Filter the material, keeping only lines with the word "without".

Source material START

//! Engine-owned copy of the caller's tree.
//!
//! The snapshot flattens the tree into an index arena (root at index 0) so
//! the position assigner can annotate nodes without touching the caller's
//! structure. A snapshot lives for exactly one render pass.

use super::node::{Identifier, NodeKey, Side, TreeNode};

/// One node of the snapshot.
#[derive(Debug, Clone)]
pub struct LayoutNode {
    /// Structural identity (path from the root).
    pub key: NodeKey,
    /// Display value copied from the caller's node.
    pub value: Identifier,
    /// Left child index into the arena.
    pub left: Option<usize>,
    /// Right child index into the arena.
    pub right: Option<usize>,
    /// Parent index into the arena (None for the root).
    pub parent: Option<usize>,
    /// Value of the parent node, kept for display and lookups.
    pub parent_value: Option<Identifier>,
    /// Position in the in-order sequence. Assigned by the layout pass.
    pub rank_index: usize,
    /// Edges from the root. Assigned by the layout pass.
    pub depth: u32,
}

/// Arena copy of a caller's tree.
#[derive(Debug, Clone)]
pub struct TreeSnapshot {
    nodes: Vec<LayoutNode>,
}

impl TreeSnapshot {
    /// Copy `root` into a fresh snapshot.
    ///
    /// Returns `None` for an absent tree; callers render the empty state.
    /// The walk uses an explicit stack, so tree depth is bounded only by
    /// memory.
    pub fn from_tree(root: Option<&TreeNode>) -> Option<Self> {
        let root = root?;
        let mut nodes: Vec<LayoutNode> = Vec::new();
        // (source node, parent index, which slot of the parent it fills)
        let mut stack: Vec<(&TreeNode, Option<(usize, Side)>)> = vec![(root, None)];

        while let Some((source, slot)) = stack.pop() {
            let idx = nodes.len();
            let parent = slot.map(|(p, _)| p);
            nodes.push(LayoutNode {
                key: NodeKey::from_index(idx),
                value: source.value.clone(),
                left: None,
                right: None,
                parent,
                parent_value: parent.map(|p| nodes[p].value.clone()),
                rank_index: 0,
                depth: 0,
            });
            match slot {
                Some((p, Side::Left)) => nodes[p].left = Some(idx),
                Some((p, Side::Right)) => nodes[p].right = Some(idx),
                None => {}
            }

            // Right is pushed first so the left subtree is copied first
            if let Some(right) = source.right.as_deref() {
                stack.push((right, Some((idx, Side::Right))));
            }
            if let Some(left) = source.left.as_deref() {
                stack.push((left, Some((idx, Side::Left))));
            }
        }
        Some(Self { nodes })
    }

    /// Arena index of the root.
    #[inline]
    pub fn root(&self) -> usize {
        0
    }

    /// Number of nodes in the snapshot.
    #[inline]
    pub fn len(&self) -> usize {
        self.nodes.len()
    }

    /// Snapshots always hold at least the root.
    #[inline]
    pub fn is_empty(&self) -> bool {
        self.nodes.is_empty()
    }

    /// Nodes in pre-order (node, left subtree, right subtree).
    pub fn nodes(&self) -> &[LayoutNode] {
        &self.nodes
    }

    pub(crate) fn nodes_mut(&mut self) -> &mut [LayoutNode] {
        &mut self.nodes
    }
}
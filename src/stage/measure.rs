//! Second phase of the layout protocol: measured node extents.
//!
//! Logical positions come from tree shape alone, but the rendered size of a
//! node depends on its label. The host reports each node's real box through
//! [`Measure`]; sizing and connectors only ever use measured boxes.

use serde::Serialize;

use crate::layout::LogicalPosition;
use crate::tree::NodeKey;

/// An axis-aligned rendered box.
#[derive(Debug, Clone, Copy, PartialEq, Serialize)]
pub struct Extent {
    pub left: f32,
    pub top: f32,
    pub width: f32,
    pub height: f32,
}

impl Extent {
    pub fn new(left: f32, top: f32, width: f32, height: f32) -> Self {
        Self {
            left,
            top,
            width,
            height,
        }
    }

    /// Centre of the box, where connectors attach.
    #[inline]
    pub fn center(&self) -> (f32, f32) {
        (self.left + self.width / 2.0, self.top + self.height / 2.0)
    }

    /// The same box moved by `(-dx, -dy)`.
    pub fn shifted(&self, dx: f32, dy: f32) -> Self {
        Self {
            left: self.left - dx,
            top: self.top - dy,
            ..*self
        }
    }
}

/// Source of rendered node boxes.
///
/// Returning `None` means the node has no visual element; it is left out of
/// the bounding box and any connector touching it is skipped.
pub trait Measure {
    fn measure(&self, key: &NodeKey, position: &LogicalPosition) -> Option<Extent>;
}

/// Measures every node as a fixed-size box at its logical position.
///
/// Used when no renderer is involved (plans computed for the host, tests).
#[derive(Debug, Clone, Copy)]
pub struct NominalMeasure {
    pub width: f32,
    pub height: f32,
}

impl NominalMeasure {
    pub fn new(width: f32, height: f32) -> Self {
        Self { width, height }
    }
}

impl Measure for NominalMeasure {
    fn measure(&self, _key: &NodeKey, position: &LogicalPosition) -> Option<Extent> {
        Some(Extent::new(position.x, position.y, self.width, self.height))
    }
}

impl<F> Measure for F
where
    F: Fn(&NodeKey, &LogicalPosition) -> Option<Extent>,
{
    fn measure(&self, key: &NodeKey, position: &LogicalPosition) -> Option<Extent> {
        self(key, position)
    }
}
use serde::Serialize;

/// Text shown for an unset start or end.
pub const UNSET_DISPLAY: &str = "--";

/// Which role a selected station took.
#[derive(Debug, Clone, Copy, PartialEq, Eq, Serialize)]
#[serde(rename_all = "camelCase")]
pub enum Role {
    Start,
    End,
}

/// Result of [`StationSelection::select`].
#[derive(Debug, Clone, Copy, PartialEq, Eq, Serialize)]
#[serde(rename_all = "camelCase")]
pub struct SelectionChange {
    pub role: Role,
    /// True when the previous selection was cleared first.
    pub reset: bool,
}

/// Start/end pair for a route query.
#[derive(Debug, Clone, Default, PartialEq, Eq)]
pub struct StationSelection {
    start: Option<String>,
    end: Option<String>,
}

impl StationSelection {
    pub fn new() -> Self {
        Self::default()
    }

    /// Fill start, then end; a third pick (or re-picking the start as end)
    /// starts over with `name` as the new start.
    pub fn select(&mut self, name: &str) -> SelectionChange {
        if self.start.is_none() {
            self.start = Some(name.to_owned());
            return SelectionChange {
                role: Role::Start,
                reset: false,
            };
        }
        if self.end.is_none() && self.start.as_deref() != Some(name) {
            self.end = Some(name.to_owned());
            return SelectionChange {
                role: Role::End,
                reset: false,
            };
        }
        self.reset();
        self.start = Some(name.to_owned());
        SelectionChange {
            role: Role::Start,
            reset: true,
        }
    }

    pub fn reset(&mut self) {
        self.start = None;
        self.end = None;
    }

    pub fn start(&self) -> Option<&str> {
        self.start.as_deref()
    }

    pub fn end(&self) -> Option<&str> {
        self.end.as_deref()
    }

    pub fn is_complete(&self) -> bool {
        self.start.is_some() && self.end.is_some()
    }

    pub fn start_display(&self) -> &str {
        self.start.as_deref().map_or(UNSET_DISPLAY, display_name)
    }

    pub fn end_display(&self) -> &str {
        self.end.as_deref().map_or(UNSET_DISPLAY, display_name)
    }
}

/// Station name without its parenthesised line suffix.
///
/// `"Cubao (MRT-3)"` displays as `"Cubao"`.
pub fn display_name(name: &str) -> &str {
    name.split_once(" (").map_or(name, |(head, _)| head)
}

#[cfg(test)]
mod tests {
    use super::*;

    fn change(role: Role, reset: bool) -> SelectionChange {
        SelectionChange { role, reset }
    }

    #[test]
    fn test_start_then_end() {
        let mut sel = StationSelection::new();
        assert_eq!(sel.start_display(), "--");

        let first = sel.select("Cubao (MRT-3)");
        assert_eq!(first, change(Role::Start, false));
        let second = sel.select("Recto (LRT-2)");
        assert_eq!(second, change(Role::End, false));

        assert!(sel.is_complete());
        assert_eq!(sel.start_display(), "Cubao");
        assert_eq!(sel.end_display(), "Recto");
    }

    #[test]
    fn test_same_station_twice_restarts() {
        let mut sel = StationSelection::new();
        sel.select("Cubao");
        let got = sel.select("Cubao");
        assert_eq!(got, change(Role::Start, true));
        assert_eq!(sel.start(), Some("Cubao"));
        assert_eq!(sel.end(), None);
    }

    #[test]
    fn test_third_pick_restarts() {
        let mut sel = StationSelection::new();
        sel.select("Baclaran");
        sel.select("Monumento");
        let change = sel.select("Santolan");
        assert!(change.reset);
        assert_eq!(sel.start(), Some("Santolan"));
        assert_eq!(sel.end_display(), UNSET_DISPLAY);
    }

    #[test]
    fn test_reset_clears_both() {
        let mut sel = StationSelection::new();
        sel.select("Baclaran");
        sel.select("Monumento");
        sel.reset();
        assert_eq!(sel, StationSelection::default());
    }

    #[test]
    fn test_display_name() {
        assert_eq!(display_name("EDSA (LRT-1)"), "EDSA");
        assert_eq!(display_name("Taft Avenue"), "Taft Avenue");
        assert_eq!(display_name("A (x) (y)"), "A");
    }
}
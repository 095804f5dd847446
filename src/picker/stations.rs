//! Station placement along rail lines and label staggering.

use std::collections::HashSet;

use serde::{Deserialize, Serialize};

/// Interchange names whose label is shown only once.
pub const INTERCHANGES: [&str; 3] = ["Doroteo Jose-Recto", "Cubao", "EDSA-Taft Avenue"];

#[derive(Debug, Clone, Copy, PartialEq, Serialize, Deserialize)]
pub struct Point {
    pub x: f32,
    pub y: f32,
}

impl Point {
    pub const fn new(x: f32, y: f32) -> Self {
        Self { x, y }
    }
}

/// Fixed map coordinates for interchange stations and the fraction of a
/// line kept clear at each end.
#[derive(Debug, Clone, PartialEq)]
pub struct StationLayoutConfig {
    pub recto_hub: Point,
    pub cubao_hub: Point,
    pub taft_hub: Point,
    pub end_padding: f32,
}

impl Default for StationLayoutConfig {
    fn default() -> Self {
        Self {
            recto_hub: Point::new(250.0, 260.0),
            cubao_hub: Point::new(630.0, 220.0),
            taft_hub: Point::new(250.0, 530.0),
            end_padding: 0.08,
        }
    }
}

impl StationLayoutConfig {
    /// The hub a station is pinned to, if any.
    pub fn hub_for(&self, name: &str) -> Option<Point> {
        if name.contains("Recto") || name.contains("Doroteo Jose") {
            Some(self.recto_hub)
        } else if name.contains("Cubao") {
            Some(self.cubao_hub)
        } else if name.contains("Taft Avenue") || name == "EDSA" {
            Some(self.taft_hub)
        } else {
            None
        }
    }

    /// Distance along a line of `length` for station `index` of `count`.
    pub fn distance_along(&self, index: usize, count: usize, length: f32) -> f32 {
        let fraction = if count > 1 {
            index as f32 / (count - 1) as f32
        } else {
            0.0
        };
        fraction * length * (1.0 - 2.0 * self.end_padding) + length * self.end_padding
    }
}

/// Where a station goes: a fixed hub point or a distance along its track.
#[derive(Debug, Clone, Copy, PartialEq, Serialize)]
#[serde(tag = "kind", rename_all = "camelCase")]
pub enum Placement {
    Pinned { x: f32, y: f32 },
    AlongTrack { distance: f32 },
}

#[derive(Debug, Clone, Copy, PartialEq, Eq, Serialize)]
#[serde(rename_all = "lowercase")]
pub enum TextAnchor {
    Start,
    Middle,
    End,
}

/// Label offset relative to the station marker.
#[derive(Debug, Clone, Copy, PartialEq, Serialize)]
pub struct LabelOffset {
    pub dx: f32,
    pub dy: f32,
    pub anchor: TextAnchor,
}

impl LabelOffset {
    /// `lrt1` labels sit left of the line, `mrt3` labels right of it, and
    /// labels on any other line alternate between two heights above it.
    pub fn for_line(line: &str, index: usize) -> Self {
        match line {
            "lrt1" => Self {
                dx: -15.0,
                dy: 0.0,
                anchor: TextAnchor::End,
            },
            "mrt3" => Self {
                dx: 15.0,
                dy: 0.0,
                anchor: TextAnchor::Start,
            },
            _ => Self {
                dx: 0.0,
                dy: if index % 2 == 0 { -15.0 } else { -28.0 },
                anchor: TextAnchor::Middle,
            },
        }
    }
}

#[derive(Debug, Clone, Copy, PartialEq, Serialize)]
pub struct StationLayout {
    pub placement: Placement,
    pub label: LabelOffset,
}

/// Place station `index` of `count` on `line`, whose track is `length` long.
pub fn place_station(
    config: &StationLayoutConfig,
    line: &str,
    name: &str,
    index: usize,
    count: usize,
    length: f32,
) -> StationLayout {
    let placement = match config.hub_for(name) {
        Some(hub) => Placement::Pinned { x: hub.x, y: hub.y },
        None => Placement::AlongTrack {
            distance: config.distance_along(index, count, length),
        },
    };
    StationLayout {
        placement,
        label: LabelOffset::for_line(line, index),
    }
}

/// Indices of stations whose label should be hidden: every repeat of an
/// interchange name after its first occurrence.
pub fn hidden_labels<S: AsRef<str>>(names: &[S]) -> Vec<usize> {
    let mut seen = HashSet::new();
    names
        .iter()
        .enumerate()
        .filter(|&(_, name)| {
            let name = name.as_ref();
            INTERCHANGES.contains(&name) && !seen.insert(name)
        })
        .map(|(i, _)| i)
        .collect()
}
//! Canvas sizing, centering and connectors.
//!
//! Takes the logical layout, asks the host for each node's rendered box,
//! re-homes the drawing to the origin and computes the stage size, the
//! responsive scale and the connector geometry.

mod connector;
mod fit;
mod measure;

pub use connector::{Connector, connect};
pub use fit::{StageFit, responsive_scale};
pub use measure::{Extent, Measure, NominalMeasure};
//! Tree input types and the per-render snapshot.
//!
//! The caller's [`TreeNode`] is copied into a [`TreeSnapshot`] at the start
//! of every render pass; nothing downstream holds on to the caller's tree.

mod js;
mod node;
mod snapshot;

pub use js::tree_from_js;
pub use node::{Identifier, NodeKey, Side, TreeNode};
pub use snapshot::{LayoutNode, TreeSnapshot};
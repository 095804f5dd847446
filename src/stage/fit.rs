//! Stage sizing, re-homing and responsive scale.

use indexmap::IndexMap;

use super::measure::{Extent, Measure};
use crate::config::TreeViewConfig;
use crate::layout::LogicalLayout;
use crate::spatial::{NodeBox, SpatialIndex};
use crate::tree::NodeKey;

/// Responsive scale for a stage of the given width.
///
/// Returns `(scale, scroll_left)`. A stage wider than the viewport shrinks
/// uniformly, never below `min_scale`. If the result is still exactly 1 the
/// container is scrolled so the content is centred instead of clipped.
pub fn responsive_scale(
    stage_width: f32,
    viewport_width: f32,
    config: &TreeViewConfig,
) -> (f32, Option<f32>) {
    let mut scale = 1.0;
    if stage_width > viewport_width {
        scale = config
            .min_scale
            .max((viewport_width - config.viewport_margin) / stage_width);
    }

    let scroll_left = if scale == 1.0 && stage_width > viewport_width {
        Some(((stage_width - viewport_width) / 2.0).floor())
    } else {
        None
    };
    (scale, scroll_left)
}

/// Measured layout re-homed to the stage origin.
#[derive(Debug)]
pub struct StageFit {
    /// Top-left of the measured content before re-homing.
    pub origin: (f32, f32),
    /// Content width (bounding box).
    pub content_width: f32,
    /// Content height (bounding box).
    pub content_height: f32,
    /// Stage width: content plus padding.
    pub width: f32,
    /// Stage height: content plus padding.
    pub height: f32,
    /// Uniform transform applied to the whole stage.
    pub scale: f32,
    /// Container scroll offset when the unscaled stage overflows.
    pub scroll_left: Option<f32>,
    /// Re-homed boxes in draw order. Unmeasured nodes are absent.
    pub boxes: IndexMap<NodeKey, Extent>,
    /// Index over `boxes` for hit testing.
    pub index: SpatialIndex,
}

impl StageFit {
    /// Measure every node, re-home the drawing and fit it to the viewport.
    pub fn compute(
        layout: &LogicalLayout,
        measure: &impl Measure,
        viewport_width: f32,
        config: &TreeViewConfig,
    ) -> Self {
        let mut measured: IndexMap<NodeKey, Extent> = IndexMap::with_capacity(layout.len());
        for (key, position) in &layout.positions {
            match measure.measure(key, position) {
                Some(extent) => {
                    measured.insert(*key, extent);
                }
                None => tracing::warn!(node = %key, "node has no rendered box; skipping"),
            }
        }

        let raw_index = SpatialIndex::from_boxes(Self::to_boxes(&measured));
        let (min, max) = raw_index
            .bounds()
            .unwrap_or(([0.0, 0.0], [config.node_width, config.node_height]));

        let content_width = max[0] - min[0];
        let content_height = max[1] - min[1];
        let width = content_width + config.stage_padding;
        let height = content_height + config.stage_padding;

        let boxes: IndexMap<NodeKey, Extent> = measured
            .into_iter()
            .map(|(key, extent)| (key, extent.shifted(min[0], min[1])))
            .collect();
        let index = SpatialIndex::from_boxes(Self::to_boxes(&boxes));

        let (scale, scroll_left) = responsive_scale(width, viewport_width, config);

        tracing::debug!(
            width,
            height,
            scale,
            viewport_width,
            measured = boxes.len(),
            "stage fitted"
        );

        Self {
            origin: (min[0], min[1]),
            content_width,
            content_height,
            width,
            height,
            scale,
            scroll_left,
            boxes,
            index,
        }
    }

    fn to_boxes(extents: &IndexMap<NodeKey, Extent>) -> Vec<NodeBox> {
        extents
            .iter()
            .enumerate()
            .map(|(order, (key, e))| {
                NodeBox::new(*key, order, e.left, e.top, e.width, e.height)
            })
            .collect()
    }
}
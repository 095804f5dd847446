//! Parent/child connector lines.

use indexmap::IndexMap;
use serde::Serialize;

use super::measure::Extent;
use crate::layout::LogicalLayout;
use crate::tree::NodeKey;

/// A straight line between the centres of a parent box and a child box.
#[derive(Debug, Clone, PartialEq, Serialize)]
#[serde(rename_all = "camelCase")]
pub struct Connector {
    pub parent: NodeKey,
    pub child: NodeKey,
    pub x1: f32,
    pub y1: f32,
    pub x2: f32,
    pub y2: f32,
}

/// Build every connector from the re-homed boxes.
///
/// Nodes without a parent draw nothing. If either endpoint has no box the
/// connector is skipped and the rest are still drawn.
pub fn connect(layout: &LogicalLayout, boxes: &IndexMap<NodeKey, Extent>) -> Vec<Connector> {
    let mut connectors = Vec::with_capacity(layout.len().saturating_sub(1));

    for (child, position) in &layout.positions {
        let Some(parent) = position.parent.as_ref() else {
            continue;
        };
        let (Some(parent_box), Some(child_box)) = (boxes.get(parent), boxes.get(child)) else {
            tracing::warn!(%parent, %child, "connector endpoint missing; skipping");
            continue;
        };

        let (x1, y1) = parent_box.center();
        let (x2, y2) = child_box.center();
        connectors.push(Connector {
            parent: *parent,
            child: *child,
            x1,
            y1,
            x2,
            y2,
        });
    }

    connectors
}
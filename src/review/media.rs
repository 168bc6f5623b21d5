use super::error::ReviewError;
use super::schema::{ContentKind, UploadFile};
use std::path::Path;

const PORTFOLIO_TYPES: &[&str] = &["application/pdf"];

const AUDIO_TYPES: &[&str] = &[
    "audio/mpeg",
    "audio/mp3",
    "audio/wav",
    "audio/x-m4a",
    "audio/mp4",
];

/// Accepted when the declared type is missing or generic.
const AUDIO_EXTENSIONS: &[&str] = &["m4a"];

/// Check a file against the kind's allow-list.
pub fn validate(kind: ContentKind, file: &UploadFile) -> Result<(), ReviewError> {
    let media_type = file.media_type.to_ascii_lowercase();
    let accepted = match kind {
        ContentKind::Portfolio => PORTFOLIO_TYPES.contains(&media_type.as_str()),
        ContentKind::Audio => {
            AUDIO_TYPES.contains(&media_type.as_str())
                || AUDIO_EXTENSIONS.contains(&extension(&file.file_name).as_str())
        }
    };

    if accepted {
        Ok(())
    } else {
        Err(ReviewError::UnsupportedMediaType {
            kind,
            media_type: file.media_type.clone(),
        })
    }
}

/// Filename without its extension, used as the record's label.
pub fn display_name(file_name: &str) -> String {
    Path::new(file_name)
        .file_stem()
        .and_then(|s| s.to_str())
        .filter(|s| !s.is_empty())
        .unwrap_or(file_name)
        .to_string()
}

fn extension(file_name: &str) -> String {
    Path::new(file_name)
        .extension()
        .and_then(|e| e.to_str())
        .unwrap_or("")
        .to_lowercase()
}

/// Guess MIME type from filename extension.
pub fn guess_media_type(file_name: &str) -> String {
    match extension(file_name).as_str() {
        "pdf" => "application/pdf",
        "mp3" => "audio/mpeg",
        "wav" => "audio/wav",
        "m4a" => "audio/x-m4a",
        "mp4" => "audio/mp4",
        "ogg" => "audio/ogg",
        "txt" => "text/plain",
        "png" => "image/png",
        "jpg" | "jpeg" => "image/jpeg",
        _ => "application/octet-stream",
    }
    .to_string()
}

#[cfg(test)]
mod tests {
    use super::*;

    fn file(name: &str, media_type: &str) -> UploadFile {
        UploadFile::new(name, media_type, vec![0; 4])
    }

    #[test]
    fn portfolio_accepts_only_pdf() {
        assert!(validate(ContentKind::Portfolio, &file("cv.pdf", "application/pdf")).is_ok());
        assert!(validate(ContentKind::Portfolio, &file("cv.PDF", "Application/PDF")).is_ok());

        let err = validate(ContentKind::Portfolio, &file("cv.png", "image/png")).unwrap_err();
        assert!(matches!(
            err,
            ReviewError::UnsupportedMediaType { kind: ContentKind::Portfolio, .. }
        ));
    }

    #[test]
    fn portfolio_has_no_extension_fallback() {
        let octet = file("cv.pdf", "application/octet-stream");
        assert!(validate(ContentKind::Portfolio, &octet).is_err());
    }

    #[test]
    fn audio_allow_list() {
        for media_type in ["audio/mpeg", "audio/wav", "audio/x-m4a", "audio/mp4"] {
            let take = file("take", media_type);
            assert!(validate(ContentKind::Audio, &take).is_ok(), "{media_type}");
        }
        assert!(validate(ContentKind::Audio, &file("take.ogg", "audio/ogg")).is_err());
        assert!(validate(ContentKind::Audio, &file("cv.pdf", "application/pdf")).is_err());
    }

    #[test]
    fn audio_falls_back_to_m4a_extension() {
        assert!(validate(ContentKind::Audio, &file("Interview.M4A", "")).is_ok());
        let octet = file("interview.m4a", "application/octet-stream");
        assert!(validate(ContentKind::Audio, &octet).is_ok());
    }

    #[test]
    fn display_name_strips_extension() {
        assert_eq!(display_name("my portfolio.pdf"), "my portfolio");
        assert_eq!(display_name("archive.tar.gz"), "archive.tar");
        assert_eq!(display_name("noext"), "noext");
    }

    #[test]
    fn guesses_known_types() {
        assert_eq!(guess_media_type("a.PDF"), "application/pdf");
        assert_eq!(guess_media_type("a.m4a"), "audio/x-m4a");
        assert_eq!(guess_media_type("a.bin"), "application/octet-stream");
    }
}
//! DesignPilot review client.
//!
//! Uploads a portfolio PDF or an interview recording to the analysis
//! service and keeps a short, quota-aware history of the results.

pub mod config;
pub mod review;

pub use config::Config;
pub use review::{ContentKind, HistoryRecord, HistoryStore, UploadFlow};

Source material END

Exercise answer:
//! the position assigner can annotate nodes without touching the caller's
/// Station name without its parenthesised line suffix.
/// Nodes without a parent draw nothing. If either endpoint has no box the
/// Filename without its extension, used as the record's label.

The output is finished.